■ **TASK**
Show each line of the records in which the word "filename" occurs.

■ **INFORMATION**

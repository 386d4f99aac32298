//! Run data model — per-stage status, normalized stage results, and the
//! in-memory registry of pipeline runs.

use std::collections::HashMap;
use std::sync::Arc;

use serde::{Deserialize, Serialize};
use serde_json::{Map, Value};
use tokio::sync::RwLock;
use tracing::warn;
use uuid::Uuid;

use crate::agent_client::{AgentRole, ArtifactFile};
use crate::copilot::session::CopilotSession;

/// The three pipeline stages, in execution order.
#[derive(Debug, Clone, Copy, PartialEq, Eq, Serialize, Deserialize)]
#[serde(rename_all = "snake_case")]
pub enum Stage {
    Research,
    Documents,
    Preparation,
}

impl Stage {
    pub const ALL: [Stage; 3] = [Stage::Research, Stage::Documents, Stage::Preparation];

    pub fn role(&self) -> AgentRole {
        match self {
            Stage::Research => AgentRole::Research,
            Stage::Documents => AgentRole::Documents,
            Stage::Preparation => AgentRole::Preparation,
        }
    }

    pub fn title(&self) -> &'static str {
        match self {
            Stage::Research => "Research",
            Stage::Documents => "Documents",
            Stage::Preparation => "Preparation",
        }
    }

    /// Run-level message when the agent returns a failure envelope without
    /// its own error string.
    pub fn failure_message(&self) -> String {
        format!("{} phase failed", self.title())
    }

    /// Run-level message when the call itself faults (transport error).
    pub fn fault_message(&self) -> String {
        format!("{} phase encountered an error", self.title())
    }
}

/// Lifecycle of a single stage. Transitions are monotonic within a run:
/// pending → active → {completed | error}. A terminal status never reverts.
#[derive(Debug, Clone, Copy, Default, PartialEq, Eq, Serialize, Deserialize)]
#[serde(rename_all = "lowercase")]
pub enum PhaseStatus {
    #[default]
    Pending,
    Active,
    Completed,
    Error,
}

impl PhaseStatus {
    fn rank(&self) -> u8 {
        match self {
            PhaseStatus::Pending => 0,
            PhaseStatus::Active => 1,
            PhaseStatus::Completed | PhaseStatus::Error => 2,
        }
    }
}

/// One status slot per stage. Owned exclusively by the orchestrator;
/// exposed read-only to the presentation layer.
#[derive(Debug, Clone, Copy, Default, Serialize)]
pub struct PhaseBoard {
    pub research: PhaseStatus,
    pub documents: PhaseStatus,
    pub preparation: PhaseStatus,
}

impl PhaseBoard {
    /// Applies a status transition. A transition that would revert or repeat
    /// a status is ignored and logged, keeping the per-stage lifecycle
    /// monotonic no matter what the caller does.
    pub fn advance(&mut self, stage: Stage, next: PhaseStatus) {
        let slot = match stage {
            Stage::Research => &mut self.research,
            Stage::Documents => &mut self.documents,
            Stage::Preparation => &mut self.preparation,
        };
        if next.rank() <= slot.rank() {
            warn!(
                stage = stage.title(),
                from = ?*slot,
                to = ?next,
                "ignoring non-monotonic phase transition"
            );
            return;
        }
        *slot = next;
    }
}

/// Normalized output of one stage: named long-form text fields keyed by
/// deliverable name. Absent fields are tolerated; replaced wholesale on
/// re-run, never incrementally mutated.
#[derive(Debug, Clone, Default, Serialize)]
#[serde(transparent)]
pub struct StageResult(pub Map<String, Value>);

impl StageResult {
    pub fn is_empty(&self) -> bool {
        self.0.is_empty()
    }

    /// String content of a named field, if present and textual.
    pub fn text_field(&self, name: &str) -> Option<&str> {
        self.0.get(name).and_then(Value::as_str)
    }

    /// Size-bounded serialization of this result for embedding into the next
    /// stage's prompt. The cut is a hard character truncation, not a
    /// semantic summarization. An empty result serializes to an empty string.
    pub fn context_window(&self, budget: usize) -> String {
        if self.is_empty() {
            return String::new();
        }
        let serialized = Value::Object(self.0.clone()).to_string();
        serialized.chars().take(budget).collect()
    }
}

impl From<Map<String, Value>> for StageResult {
    fn from(fields: Map<String, Value>) -> Self {
        StageResult(fields)
    }
}

/// Immutable inputs of one pipeline run, fixed at launch.
#[derive(Debug, Clone)]
pub struct RunContext {
    /// Organization identifier as entered — typically a company website URL.
    pub organization: String,
    pub target_role: String,
    /// Opaque asset ids from the upload collaborator, reused unchanged
    /// across all three stage calls. Empty when upload was skipped or failed.
    pub asset_refs: Vec<String>,
}

impl RunContext {
    /// Display name derived from the organization identifier: host without
    /// scheme, `www.` prefix, path, or TLD.
    pub fn organization_name(&self) -> &str {
        let host = self
            .organization
            .trim()
            .trim_start_matches("https://")
            .trim_start_matches("http://")
            .trim_start_matches("www.");
        let host = host.split('/').next().unwrap_or(host);
        let name = host.split('.').next().unwrap_or(host);
        if name.is_empty() {
            "Company"
        } else {
            name
        }
    }
}

/// Mutable state of one pipeline run. Results are whole-value swapped per
/// stage; the run-level error keeps only the first message recorded.
#[derive(Debug, Default)]
pub struct RunState {
    pub phases: PhaseBoard,
    pub research: StageResult,
    pub documents: StageResult,
    pub preparation: StageResult,
    pub research_files: Vec<ArtifactFile>,
    pub documents_files: Vec<ArtifactFile>,
    pub preparation_files: Vec<ArtifactFile>,
    pub error: Option<String>,
    pub finished: bool,
}

impl RunState {
    pub fn result(&self, stage: Stage) -> &StageResult {
        match stage {
            Stage::Research => &self.research,
            Stage::Documents => &self.documents,
            Stage::Preparation => &self.preparation,
        }
    }

    pub fn set_result(&mut self, stage: Stage, result: StageResult, files: Vec<ArtifactFile>) {
        match stage {
            Stage::Research => {
                self.research = result;
                self.research_files = files;
            }
            Stage::Documents => {
                self.documents = result;
                self.documents_files = files;
            }
            Stage::Preparation => {
                self.preparation = result;
                self.preparation_files = files;
            }
        }
    }

    /// Retains the first run-level error only. Later stage errors still flip
    /// their own status but do not overwrite the banner message.
    pub fn record_error(&mut self, message: String) {
        if self.error.is_none() {
            self.error = Some(message);
        }
    }
}

/// One launched run: immutable context plus lock-guarded mutable state and
/// the run's copilot session.
#[derive(Debug)]
pub struct RunHandle {
    pub id: Uuid,
    pub context: RunContext,
    pub state: RwLock<RunState>,
    pub copilot: CopilotSession,
}

impl RunHandle {
    pub fn new(context: RunContext) -> Self {
        Self {
            id: Uuid::new_v4(),
            context,
            state: RwLock::new(RunState::default()),
            copilot: CopilotSession::new(),
        }
    }
}

/// In-memory registry of runs. State does not persist beyond process
/// lifetime; a restart discards all runs.
#[derive(Clone, Default)]
pub struct RunRegistry {
    inner: Arc<RwLock<HashMap<Uuid, Arc<RunHandle>>>>,
}

impl RunRegistry {
    pub async fn insert(&self, handle: Arc<RunHandle>) {
        self.inner.write().await.insert(handle.id, handle);
    }

    pub async fn get(&self, id: Uuid) -> Option<Arc<RunHandle>> {
        self.inner.read().await.get(&id).cloned()
    }
}
use axum::Json;
use serde_json::{json, Value};

/// GET /health
/// Returns a simple status object with service version.
pub async fn health_handler() -> Json<Value> {
    Json(json!({
        "status": "ok",
        "version": "0.1.0",
        "service": "interviewedge-api"
    }))
}
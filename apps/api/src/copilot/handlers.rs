//! Axum route handlers for the copilot chat API.

use axum::{
    extract::{Path, State},
    Json,
};
use serde::{Deserialize, Serialize};
use serde_json::{json, Value};
use uuid::Uuid;

use crate::copilot::prompts::CopilotMode;
use crate::copilot::session::{ChatMessage, ResultsSnapshot, SendOutcome};
use crate::errors::AppError;
use crate::pipeline::models::RunHandle;
use crate::state::AppState;

use std::sync::Arc;

#[derive(Debug, Deserialize)]
pub struct SendRequest {
    pub message: String,
    #[serde(default)]
    pub mode: CopilotMode,
}

#[derive(Debug, Serialize)]
pub struct SendResponse {
    pub message: ChatMessage,
    pub suggestions: Vec<String>,
}

#[derive(Debug, Serialize)]
pub struct TranscriptResponse {
    pub messages: Vec<ChatMessage>,
    pub suggestions: Vec<String>,
}

async fn run_handle(state: &AppState, run_id: Uuid) -> Result<Arc<RunHandle>, AppError> {
    state
        .runs
        .get(run_id)
        .await
        .ok_or_else(|| AppError::NotFound(format!("Run {run_id} not found")))
}

/// POST /api/v1/runs/:id/copilot
///
/// One chat turn against whatever stage results exist right now. Returns 409
/// when a prior turn is still in flight — the send is dropped, not queued.
pub async fn handle_send(
    State(state): State<AppState>,
    Path(run_id): Path<Uuid>,
    Json(request): Json<SendRequest>,
) -> Result<Json<SendResponse>, AppError> {
    if request.message.trim().is_empty() {
        return Err(AppError::Validation("message cannot be empty".to_string()));
    }

    let handle = run_handle(&state, run_id).await?;

    let snapshot = {
        let run = handle.state.read().await;
        ResultsSnapshot {
            research: run.research.clone(),
            documents: run.documents.clone(),
            preparation: run.preparation.clone(),
        }
    };

    let outcome = handle
        .copilot
        .send(
            state.gateway.as_ref(),
            &handle.context,
            &snapshot,
            request.mode,
            &request.message,
        )
        .await;

    match outcome {
        SendOutcome::Ignored => Err(AppError::TurnInFlight),
        SendOutcome::Replied {
            message,
            suggestions,
        } => Ok(Json(SendResponse {
            message,
            suggestions,
        })),
    }
}

/// GET /api/v1/runs/:id/copilot
///
/// The full transcript plus the current quick-reply suggestions.
pub async fn handle_transcript(
    State(state): State<AppState>,
    Path(run_id): Path<Uuid>,
) -> Result<Json<TranscriptResponse>, AppError> {
    let handle = run_handle(&state, run_id).await?;
    let (messages, suggestions) = handle.copilot.transcript().await;
    Ok(Json(TranscriptResponse {
        messages,
        suggestions,
    }))
}

/// POST /api/v1/runs/:id/copilot/reset
pub async fn handle_reset(
    State(state): State<AppState>,
    Path(run_id): Path<Uuid>,
) -> Result<Json<Value>, AppError> {
    let handle = run_handle(&state, run_id).await?;
    handle.copilot.reset().await;
    Ok(Json(json!({ "status": "reset" })))
}
pub mod health;

use axum::{
    routing::{get, post},
    Router,
};

use crate::copilot;
use crate::pipeline;
use crate::state::AppState;

pub fn build_router(state: AppState) -> Router {
    Router::new()
        .route("/health", get(health::health_handler))
        // Pipeline runs
        .route("/api/v1/runs", post(pipeline::handlers::handle_launch))
        .route("/api/v1/runs/:id", get(pipeline::handlers::handle_get_run))
        // Copilot chat
        .route(
            "/api/v1/runs/:id/copilot",
            post(copilot::handlers::handle_send).get(copilot::handlers::handle_transcript),
        )
        .route(
            "/api/v1/runs/:id/copilot/reset",
            post(copilot::handlers::handle_reset),
        )
        .with_state(state)
}
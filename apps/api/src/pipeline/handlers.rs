//! Axum route handlers for the pipeline run API.

use axum::{
    extract::{Path, State},
    Json,
};
use serde::{Deserialize, Serialize};
use uuid::Uuid;

use crate::agent_client::{ArtifactFile, AttachmentUpload};
use crate::errors::AppError;
use crate::pipeline::deliverables::{self, Deliverable};
use crate::pipeline::models::{PhaseBoard, StageResult};
use crate::pipeline::orchestrator;
use crate::state::AppState;

#[derive(Debug, Deserialize)]
pub struct LaunchRequest {
    pub organization: String,
    pub target_role: String,
    #[serde(default)]
    pub attachments: Vec<AttachmentUpload>,
}

#[derive(Debug, Serialize)]
pub struct LaunchResponse {
    pub run_id: Uuid,
}

#[derive(Debug, Serialize)]
pub struct PerStage<T> {
    pub research: T,
    pub documents: T,
    pub preparation: T,
}

/// Full read-only view of one run for the presentation layer.
#[derive(Debug, Serialize)]
pub struct RunSnapshot {
    pub run_id: Uuid,
    pub organization: String,
    pub target_role: String,
    pub phases: PhaseBoard,
    pub results: PerStage<StageResult>,
    pub artifact_files: PerStage<Vec<ArtifactFile>>,
    pub error: Option<String>,
    pub finished: bool,
    pub deliverable_count: usize,
    pub deliverables: Vec<Deliverable>,
}

/// POST /api/v1/runs
///
/// Validates inputs, uploads attachments best-effort, and launches the
/// three-stage pipeline in the background. Returns the run id immediately.
pub async fn handle_launch(
    State(state): State<AppState>,
    Json(request): Json<LaunchRequest>,
) -> Result<Json<LaunchResponse>, AppError> {
    let handle = orchestrator::launch(
        state.gateway.clone(),
        state.attachments.clone(),
        &state.runs,
        request.organization,
        request.target_role,
        request.attachments,
    )
    .await?;

    Ok(Json(LaunchResponse { run_id: handle.id }))
}

/// GET /api/v1/runs/:id
///
/// Per-stage status, normalized results, artifact files, the run-level error
/// (first-occurring only), and the generated deliverables.
pub async fn handle_get_run(
    State(state): State<AppState>,
    Path(run_id): Path<Uuid>,
) -> Result<Json<RunSnapshot>, AppError> {
    let handle = state
        .runs
        .get(run_id)
        .await
        .ok_or_else(|| AppError::NotFound(format!("Run {run_id} not found")))?;

    let run = handle.state.read().await;
    let deliverables = deliverables::collect(&run);

    Ok(Json(RunSnapshot {
        run_id: handle.id,
        organization: handle.context.organization.clone(),
        target_role: handle.context.target_role.clone(),
        phases: run.phases,
        results: PerStage {
            research: run.research.clone(),
            documents: run.documents.clone(),
            preparation: run.preparation.clone(),
        },
        artifact_files: PerStage {
            research: run.research_files.clone(),
            documents: run.documents_files.clone(),
            preparation: run.preparation_files.clone(),
        },
        error: run.error.clone(),
        finished: run.finished,
        deliverable_count: deliverables.len(),
        deliverables,
    }))
}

■ **RESULT**
filename apps/api/src/copilot/handlers.rs
filename apps/api/src/pipeline/handlers.rs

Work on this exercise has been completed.